[YOUR TASK] Print the records below once again, exactly as they were given.
[LISTED ENTRIES Boundary: Start]
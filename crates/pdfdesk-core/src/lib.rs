//! PDF page-manipulation pipeline
//!
//! This crate provides the document model and transform operations behind
//! the pdfdesk platform: merge, split, rotate, compress-reserialize, and
//! signature stamping, plus the orchestrator that turns an
//! [`OperationRequest`] into a persisted artifact.
//!
//! Documents are decoded into an owned [`PageSet`] (an ordered sequence of
//! self-contained pages), transformed, re-encoded, and written through
//! `pdfdesk-store`. Nothing about document content outlives a single
//! pipeline invocation.

pub mod error;
pub mod ops;
pub mod pageset;
pub mod pipeline;
pub mod request;

pub use error::{DecodeError, EncodeError, PipelineError, TransformError, ValidationError};
pub use ops::{PageSelector, StampPlacement};
pub use pageset::{Page, PageSet, Rotation};
pub use pipeline::{execute, PipelineOutcome};
pub use request::OperationRequest;
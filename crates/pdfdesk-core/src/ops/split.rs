//! Extract an inclusive page range

use crate::error::TransformError;
use crate::pageset::PageSet;

/// Copy pages `[start_page, end_page]` (1-indexed, inclusive) into a new
/// page set, preserving order.
///
/// Bounds are checked in a fixed order and the first failure wins:
/// `1 <= start_page`, `end_page <= page_count`, `start_page <= end_page`.
/// An out-of-range request is always an error; the range is never clamped
/// to produce a smaller document than asked for.
pub fn split(source: &PageSet, start_page: u32, end_page: u32) -> Result<PageSet, TransformError> {
    let page_count = source.page_count();

    if start_page < 1 {
        return Err(TransformError::InvalidRange(format!(
            "startPage must be at least 1, got {start_page}"
        )));
    }
    if end_page as usize > page_count {
        return Err(TransformError::InvalidRange(format!(
            "endPage {end_page} exceeds the document's {page_count} pages"
        )));
    }
    if start_page > end_page {
        return Err(TransformError::InvalidRange(format!(
            "startPage {start_page} is after endPage {end_page}"
        )));
    }

    let indices: Vec<usize> = (start_page as usize - 1..end_page as usize).collect();
    let mut out = PageSet::new();
    out.copy_pages(source, &indices);
    Ok(out)
}
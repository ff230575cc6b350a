//! Concatenate multiple documents into one

use crate::error::TransformError;
use crate::pageset::PageSet;

/// Merge the sources into a new page set: documents are concatenated in
/// input order, pages within each document keep their original order.
/// Every page is deep-copied, so the output shares nothing with the
/// sources. Fewer than two sources is a validation failure; no upper
/// limit is imposed here.
pub fn merge(sources: &[PageSet]) -> Result<PageSet, TransformError> {
    if sources.len() < 2 {
        return Err(TransformError::InsufficientInputs(sources.len()));
    }

    let mut merged = PageSet::new();
    for source in sources {
        let indices: Vec<usize> = (0..source.page_count()).collect();
        merged.copy_pages(source, &indices);
    }
    Ok(merged)
}
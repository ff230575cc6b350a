use thiserror::Error;

#[derive(Debug, Error)]
pub enum StorageError {
    #[error("invalid owner id: {0}")]
    InvalidOwner(String),

    #[error("failed to write artifact: {0}")]
    Io(#[from] std::io::Error),
}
[LISTED ENTRIES Boundary: End]
[SOLUTION FOR THIS EXERCISE]
filename crates/pdfdesk-core/src/lib.rs
//! PDF page-manipulation pipeline
//!
//! This crate provides the document model and transform operations behind
//! the pdfdesk platform: merge, split, rotate, compress-reserialize, and
//! signature stamping, plus the orchestrator that turns an
//! [`OperationRequest`] into a persisted artifact.
//!
//! Documents are decoded into an owned [`PageSet`] (an ordered sequence of
//! self-contained pages), transformed, re-encoded, and written through
//! `pdfdesk-store`. Nothing about document content outlives a single
//! pipeline invocation.

pub mod error;
pub mod ops;
pub mod pageset;
pub mod pipeline;
pub mod request;

pub use error::{DecodeError, EncodeError, PipelineError, TransformError, ValidationError};
pub use ops::{PageSelector, StampPlacement};
pub use pageset::{Page, PageSet, Rotation};
pub use pipeline::{execute, PipelineOutcome};
pub use request::OperationRequest;
filename crates/pdfdesk-core/src/ops/split.rs
//! Extract an inclusive page range

use crate::error::TransformError;
use crate::pageset::PageSet;

/// Copy pages `[start_page, end_page]` (1-indexed, inclusive) into a new
/// page set, preserving order.
///
/// Bounds are checked in a fixed order and the first failure wins:
/// `1 <= start_page`, `end_page <= page_count`, `start_page <= end_page`.
/// An out-of-range request is always an error; the range is never clamped
/// to produce a smaller document than asked for.
pub fn split(source: &PageSet, start_page: u32, end_page: u32) -> Result<PageSet, TransformError> {
    let page_count = source.page_count();

    if start_page < 1 {
        return Err(TransformError::InvalidRange(format!(
            "startPage must be at least 1, got {start_page}"
        )));
    }
    if end_page as usize > page_count {
        return Err(TransformError::InvalidRange(format!(
            "endPage {end_page} exceeds the document's {page_count} pages"
        )));
    }
    if start_page > end_page {
        return Err(TransformError::InvalidRange(format!(
            "startPage {start_page} is after endPage {end_page}"
        )));
    }

    let indices: Vec<usize> = (start_page as usize - 1..end_page as usize).collect();
    let mut out = PageSet::new();
    out.copy_pages(source, &indices);
    Ok(out)
}
repository ff230575cc6b350a
//! Concatenate multiple documents into one

use crate::error::TransformError;
use crate::pageset::PageSet;

/// Merge the sources into a new page set: documents are concatenated in
/// input order, pages within each document keep their original order.
/// Every page is deep-copied, so the output shares nothing with the
/// sources. Fewer than two sources is a validation failure; no upper
/// limit is imposed here.
pub fn merge(sources: &[PageSet]) -> Result<PageSet, TransformError> {
    if sources.len() < 2 {
        return Err(TransformError::InsufficientInputs(sources.len()));
    }

    let mut merged = PageSet::new();
    for source in sources {
        let indices: Vec<usize> = (0..source.page_count()).collect();
        merged.copy_pages(source, &indices);
    }
    Ok(merged)
}
repository ff230575cc6b350a
use thiserror::Error;

#[derive(Debug, Error)]
pub enum StorageError {
    #[error("invalid owner id: {0}")]
    InvalidOwner(String),

    #[error("failed to write artifact: {0}")]
    Io(#[from] std::io::Error),
}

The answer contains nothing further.